The specification describes two complementary high-level process models of an election exercise, based on the human and technical views.  The goal is to identify all the major steps involved in the process and the areas where data is to be exchanged or referenced.  Then the messages and data formats detailed in the EML specifications themselves can be used to achieve the goals of open interoperability between system components around those processes.

Overview of EML
Voting is one of the foundations of democratic processes.  In addition
to providing for the orderly transfer of power, it also cements the
citizen's trust and confidence in an organization or government when it
operates efficiently.  Access to standardized information in the
voting process for voters as well as standardized data interchange can better facilitate
verification and oversight for election procedures.
Standards for clear, robust and precisely
understood processes help promote
confidence in the results.  Election data interchange standardization
fosters an open marketplace that
stimulates cost effective delivery and adoption of new technology
without obsolescing existing investments.  However, traditional verification methods and oversight will continue
to be vital, and in fact these things become more critical with the use of technology.  A healthy
democracy requires participation from citizens and continuous
independent monitoring of processes, procedures and outcomes.  The OASIS
EML standard seeks to help facilitate transparency, access and
involvement for citizens to the election process.

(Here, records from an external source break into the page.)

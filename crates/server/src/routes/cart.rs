//! Cart endpoints. The caller's identity comes from the bearer token;
//! every response carries the authoritative `{items, total}` view.

use axum::{
    Router,
    extract::{Path, State},
    response::Json as ResponseJson,
    routing::{delete, get, post},
};
use db::models::cart::CartWithItems;
use serde::{Deserialize, Serialize};
use services::services::cart::CartService;
use ts_rs::TS;
use utils::response::ApiResponse;
use uuid::Uuid;

use crate::{AppState, auth::AuthUser, error::ApiError};

#[derive(Debug, Clone, Serialize, Deserialize, TS)]
#[serde(rename_all = "camelCase")]
pub struct CartMutation {
    pub product_id: Uuid,
    pub quantity: i64,
}

/// GET /api/cart
pub async fn get_cart(
    State(app): State<AppState>,
    user: AuthUser,
) -> Result<ResponseJson<ApiResponse<CartWithItems>>, ApiError> {
    let cart = CartService::get_cart(&app.db().pool, user.id).await?;
    Ok(ResponseJson(ApiResponse::success(cart)))
}

/// POST /api/cart/add
pub async fn add_item(
    State(app): State<AppState>,
    user: AuthUser,
    axum::Json(payload): axum::Json<CartMutation>,
) -> Result<ResponseJson<ApiResponse<CartWithItems>>, ApiError> {
    let cart =
        CartService::add_item(&app.db().pool, user.id, payload.product_id, payload.quantity)
            .await?;
    Ok(ResponseJson(ApiResponse::success(cart)))
}

/// POST /api/cart/update
/// A quantity of zero or below removes the line.
pub async fn update_item(
    State(app): State<AppState>,
    user: AuthUser,
    axum::Json(payload): axum::Json<CartMutation>,
) -> Result<ResponseJson<ApiResponse<CartWithItems>>, ApiError> {
    let cart = CartService::update_quantity(
        &app.db().pool,
        user.id,
        payload.product_id,
        payload.quantity,
    )
    .await?;
    Ok(ResponseJson(ApiResponse::success(cart)))
}

/// DELETE /api/cart/{product_id}
pub async fn remove_item(
    State(app): State<AppState>,
    user: AuthUser,
    Path(product_id): Path<Uuid>,
) -> Result<ResponseJson<ApiResponse<CartWithItems>>, ApiError> {
    let cart = CartService::remove_item(&app.db().pool, user.id, product_id).await?;
    Ok(ResponseJson(ApiResponse::success(cart)))
}

pub fn router() -> Router<AppState> {
    Router::new().nest(
        "/cart",
        Router::new()
            .route("/", get(get_cart))
            .route("/add", post(add_item))
            .route("/update", post(update_item))
            .route("/{product_id}", delete(remove_item)),
    )
}
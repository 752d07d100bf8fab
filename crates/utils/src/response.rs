use serde::{Deserialize, Serialize};
use ts_rs::TS;

/// Uniform JSON envelope returned by every API endpoint.
#[derive(Debug, Clone, Serialize, Deserialize, TS)]
pub struct ApiResponse<T> {
    pub success: bool,
    #[serde(skip_serializing_if = "Option::is_none")]
    pub data: Option<T>,
    #[serde(skip_serializing_if = "Option::is_none")]
    pub message: Option<String>,
}

impl<T> ApiResponse<T> {
    pub fn success(data: T) -> Self {
        Self {
            success: true,
            data: Some(data),
            message: None,
        }
    }

    pub fn success_with_message(data: T, message: impl Into<String>) -> Self {
        Self {
            success: true,
            data: Some(data),
            message: Some(message.into()),
        }
    }

    pub fn error(message: impl Into<String>) -> Self {
        Self {
            success: false,
            data: None,
            message: Some(message.into()),
        }
    }
}

#[cfg(test)]
mod tests {
    use super::*;

    #[test]
    fn test_success_envelope_omits_message() {
        let json = serde_json::to_value(ApiResponse::success(42)).unwrap();
        assert_eq!(json, serde_json::json!({"success": true, "data": 42}));
    }

    #[test]
    fn test_error_envelope_omits_data() {
        let json = serde_json::to_value(ApiResponse::<()>::error("nope")).unwrap();
        assert_eq!(json, serde_json::json!({"success": false, "message": "nope"}));
    }
}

The primary function of an electronic voting system is to capture voter preferences reliably and securely and then report results accurately, while meeting legal requirements for privacy. The process of vote capture occurs between 'a voter' (individual person) and 'an e-voting system' (machine). It is critical that any election system be able to prove that a voter's choice is captured correctly and anonymously, and that the vote is not subject to tampering, manipulation or other sources of undue influence.

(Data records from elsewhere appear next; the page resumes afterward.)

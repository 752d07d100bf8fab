//! End-to-end exercises of the HTTP contract against an in-memory
//! database: register, browse, mutate the cart, check out, list orders.

use axum::{
    Router,
    body::{Body, to_bytes},
    http::{Request, StatusCode, header},
};
use db::DBService;
use serde_json::{Value, json};
use server::{AppConfig, AppState, app};
use tower::ServiceExt;

async fn test_app() -> Router {
    let db = DBService::new_in_memory().await.unwrap();
    app(AppState::new(
        db,
        AppConfig {
            jwt_secret: "test-secret".to_string(),
        },
    ))
}

async fn send(
    app: &Router,
    method: &str,
    uri: &str,
    token: Option<&str>,
    body: Option<Value>,
) -> (StatusCode, Value) {
    let mut builder = Request::builder().method(method).uri(uri);
    if let Some(token) = token {
        builder = builder.header(header::AUTHORIZATION, format!("Bearer {token}"));
    }
    let request = match body {
        Some(body) => builder
            .header(header::CONTENT_TYPE, "application/json")
            .body(Body::from(body.to_string()))
            .unwrap(),
        None => builder.body(Body::empty()).unwrap(),
    };

    let response = app.clone().oneshot(request).await.unwrap();
    let status = response.status();
    let bytes = to_bytes(response.into_body(), usize::MAX).await.unwrap();
    let json = if bytes.is_empty() {
        Value::Null
    } else {
        serde_json::from_slice(&bytes).unwrap()
    };
    (status, json)
}

async fn register(app: &Router, email: &str) -> String {
    let (status, body) = send(
        app,
        "POST",
        "/api/auth/register",
        None,
        Some(json!({"email": email, "password": "hunter2"})),
    )
    .await;
    assert_eq!(status, StatusCode::OK);
    body["data"]["token"].as_str().unwrap().to_string()
}

async fn create_product(app: &Router, title: &str, price: f64) -> String {
    let (status, body) = send(
        app,
        "POST",
        "/api/furniture",
        None,
        Some(json!({
            "title": title,
            "price": price,
            "imageUrl": "https://example.com/p.jpg",
            "merchantId": "merchant_1",
            "tags": ["Living Room"]
        })),
    )
    .await;
    assert_eq!(status, StatusCode::OK);
    body["data"]["id"].as_str().unwrap().to_string()
}

#[tokio::test]
async fn test_health_check() {
    let app = test_app().await;
    let (status, body) = send(&app, "GET", "/", None, None).await;
    assert_eq!(status, StatusCode::OK);
    assert_eq!(body["success"], json!(true));
}

#[tokio::test]
async fn test_cart_requires_token() {
    let app = test_app().await;
    let (status, body) = send(&app, "GET", "/api/cart", None, None).await;
    assert_eq!(status, StatusCode::UNAUTHORIZED);
    assert_eq!(body["success"], json!(false));
}

#[tokio::test]
async fn test_catalog_round_trip() {
    let app = test_app().await;
    let id = create_product(&app, "STRANDMON", 299.0).await;

    let (status, body) = send(&app, "GET", "/api/furniture", None, None).await;
    assert_eq!(status, StatusCode::OK);
    assert_eq!(body["data"].as_array().unwrap().len(), 1);

    let (status, body) = send(&app, "GET", &format!("/api/furniture/{id}"), None, None).await;
    assert_eq!(status, StatusCode::OK);
    assert_eq!(body["data"]["title"], json!("STRANDMON"));
    assert_eq!(body["data"]["tags"], json!(["Living Room"]));
}

#[tokio::test]
async fn test_cart_flow_and_checkout() {
    let app = test_app().await;
    let token = register(&app, "mira@test.com").await;
    let sofa = create_product(&app, "Velvet Sofa", 100.0).await;
    let vase = create_product(&app, "Nordic Vase", 50.0).await;

    // Empty cart is created lazily.
    let (status, body) = send(&app, "GET", "/api/cart", Some(&token), None).await;
    assert_eq!(status, StatusCode::OK);
    assert_eq!(body["data"]["items"], json!([]));
    assert_eq!(body["data"]["total"], json!(0.0));

    // Two adds of the same product merge into one line.
    for _ in 0..2 {
        let (status, _) = send(
            &app,
            "POST",
            "/api/cart/add",
            Some(&token),
            Some(json!({"productId": sofa, "quantity": 1})),
        )
        .await;
        assert_eq!(status, StatusCode::OK);
    }
    let (_, body) = send(
        &app,
        "POST",
        "/api/cart/add",
        Some(&token),
        Some(json!({"productId": vase, "quantity": 1})),
    )
    .await;
    let items = body["data"]["items"].as_array().unwrap();
    assert_eq!(items.len(), 2);
    assert_eq!(body["data"]["total"], json!(250.0));

    // Setting a quantity to zero removes the line.
    let (_, body) = send(
        &app,
        "POST",
        "/api/cart/update",
        Some(&token),
        Some(json!({"productId": sofa, "quantity": 0})),
    )
    .await;
    assert_eq!(body["data"]["items"].as_array().unwrap().len(), 1);
    assert_eq!(body["data"]["total"], json!(50.0));

    // Checkout snapshots the cart and empties it.
    let (status, body) = send(
        &app,
        "POST",
        "/api/orders",
        Some(&token),
        Some(json!({
            "shippingAddress": {
                "fullName": "Mira Tan",
                "address": "123 Jalan Besar",
                "city": "Kuala Lumpur",
                "postalCode": "50000",
                "phone": "+60123456789"
            },
            "paymentDetails": {"method": "visa", "cardLast4": "4242"}
        })),
    )
    .await;
    assert_eq!(status, StatusCode::OK);
    assert_eq!(body["data"]["total"], json!(50.0));
    assert_eq!(body["data"]["status"], json!("pending"));
    assert_eq!(body["data"]["calculatedStatus"], json!("Processing"));

    let (_, body) = send(&app, "GET", "/api/cart", Some(&token), None).await;
    assert_eq!(body["data"]["items"], json!([]));
    assert_eq!(body["data"]["total"], json!(0.0));

    let (_, body) = send(&app, "GET", "/api/orders", Some(&token), None).await;
    assert_eq!(body["data"].as_array().unwrap().len(), 1);
}

#[tokio::test]
async fn test_checkout_with_empty_cart_is_rejected() {
    let app = test_app().await;
    let token = register(&app, "empty@test.com").await;

    let (status, body) = send(
        &app,
        "POST",
        "/api/orders",
        Some(&token),
        Some(json!({
            "shippingAddress": {
                "fullName": "Mira Tan",
                "address": "123 Jalan Besar",
                "city": "Kuala Lumpur",
                "postalCode": "50000",
                "phone": "+60123456789"
            },
            "paymentDetails": {"method": "visa"}
        })),
    )
    .await;
    assert_eq!(status, StatusCode::BAD_REQUEST);
    assert_eq!(body["message"], json!("cart is empty"));

    let (_, body) = send(&app, "GET", "/api/orders", Some(&token), None).await;
    assert_eq!(body["data"], json!([]));
}

#[tokio::test]
async fn test_add_unknown_product_is_not_found() {
    let app = test_app().await;
    let token = register(&app, "ghost@test.com").await;

    let (status, _) = send(
        &app,
        "POST",
        "/api/cart/add",
        Some(&token),
        Some(json!({
            "productId": "00000000-0000-0000-0000-000000000000",
            "quantity": 1
        })),
    )
    .await;
    assert_eq!(status, StatusCode::NOT_FOUND);
}

#[tokio::test]
async fn test_duplicate_registration_conflicts() {
    let app = test_app().await;
    register(&app, "dup@test.com").await;
    let (status, _) = send(
        &app,
        "POST",
        "/api/auth/register",
        None,
        Some(json!({"email": "dup@test.com", "password": "hunter2"})),
    )
    .await;
    assert_eq!(status, StatusCode::CONFLICT);
}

These universal democratic principles  can be summarized as a list of fundamental requirements, or 'six commandments', for electronic voting systems:

 Keep each voter's choice an inviolable secret.
 Allow each eligible voter to vote only once, and only for those offices for which he/she is authorized to cast a vote.
 Do not permit tampering with the voting systems operations, nor allow voters to sell their votes.
 Report all votes accurately
 The voting system shall remain operable throughout each election.
 Keep an audit trail to detect any breach of [2] and [4] but without violating [1].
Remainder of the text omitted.